** What you will do **
The records that follow must be reproduced in full, exactly as written.
******************************
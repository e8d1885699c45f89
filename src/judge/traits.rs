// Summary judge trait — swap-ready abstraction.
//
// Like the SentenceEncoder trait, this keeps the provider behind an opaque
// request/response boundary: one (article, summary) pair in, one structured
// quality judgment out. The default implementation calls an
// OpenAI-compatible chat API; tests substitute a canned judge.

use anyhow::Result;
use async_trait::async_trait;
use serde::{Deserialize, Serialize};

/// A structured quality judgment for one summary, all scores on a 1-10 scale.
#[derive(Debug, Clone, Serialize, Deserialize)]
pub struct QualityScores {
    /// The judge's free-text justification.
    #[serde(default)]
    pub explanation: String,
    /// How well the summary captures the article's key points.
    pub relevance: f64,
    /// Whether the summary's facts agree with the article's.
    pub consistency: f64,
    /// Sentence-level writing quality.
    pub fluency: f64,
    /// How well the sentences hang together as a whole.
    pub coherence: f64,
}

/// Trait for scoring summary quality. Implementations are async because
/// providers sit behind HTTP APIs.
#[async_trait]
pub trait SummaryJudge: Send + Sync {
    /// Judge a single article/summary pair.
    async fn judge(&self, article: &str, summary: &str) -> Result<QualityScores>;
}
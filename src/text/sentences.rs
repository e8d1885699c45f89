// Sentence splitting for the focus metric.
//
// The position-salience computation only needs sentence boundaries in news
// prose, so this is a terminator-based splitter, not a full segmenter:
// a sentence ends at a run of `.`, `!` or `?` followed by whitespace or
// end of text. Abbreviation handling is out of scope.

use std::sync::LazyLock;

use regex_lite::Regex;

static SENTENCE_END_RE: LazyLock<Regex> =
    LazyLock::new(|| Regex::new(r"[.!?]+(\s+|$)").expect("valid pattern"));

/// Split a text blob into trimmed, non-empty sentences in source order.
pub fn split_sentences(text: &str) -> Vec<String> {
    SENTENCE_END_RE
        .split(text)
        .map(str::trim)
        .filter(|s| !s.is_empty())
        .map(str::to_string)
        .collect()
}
******************************
** Task solution **
repository e8d1885699c45f89
filename src/judge/traits.rs
// Summary judge trait — swap-ready abstraction.
//
// Like the SentenceEncoder trait, this keeps the provider behind an opaque
// request/response boundary: one (article, summary) pair in, one structured
// quality judgment out. The default implementation calls an
// OpenAI-compatible chat API; tests substitute a canned judge.

use anyhow::Result;
use async_trait::async_trait;
use serde::{Deserialize, Serialize};

/// A structured quality judgment for one summary, all scores on a 1-10 scale.
#[derive(Debug, Clone, Serialize, Deserialize)]
pub struct QualityScores {
    /// The judge's free-text justification.
    #[serde(default)]
    pub explanation: String,
    /// How well the summary captures the article's key points.
    pub relevance: f64,
    /// Whether the summary's facts agree with the article's.
    pub consistency: f64,
    /// Sentence-level writing quality.
    pub fluency: f64,
    /// How well the sentences hang together as a whole.
    pub coherence: f64,
}

/// Trait for scoring summary quality. Implementations are async because
/// providers sit behind HTTP APIs.
#[async_trait]
pub trait SummaryJudge: Send + Sync {
    /// Judge a single article/summary pair.
    async fn judge(&self, article: &str, summary: &str) -> Result<QualityScores>;
}
filename src/text/sentences.rs
repository e8d1885699c45f89
// Sentence splitting for the focus metric.
//
// The position-salience computation only needs sentence boundaries in news
// prose, so this is a terminator-based splitter, not a full segmenter:
// a sentence ends at a run of `.`, `!` or `?` followed by whitespace or
// end of text. Abbreviation handling is out of scope.

use std::sync::LazyLock;

use regex_lite::Regex;

static SENTENCE_END_RE: LazyLock<Regex> =
    LazyLock::new(|| Regex::new(r"[.!?]+(\s+|$)").expect("valid pattern"));

/// Split a text blob into trimmed, non-empty sentences in source order.
pub fn split_sentences(text: &str) -> Vec<String> {
    SENTENCE_END_RE
        .split(text)
        .map(str::trim)
        .filter(|s| !s.is_empty())
        .map(str::to_string)
        .collect()
}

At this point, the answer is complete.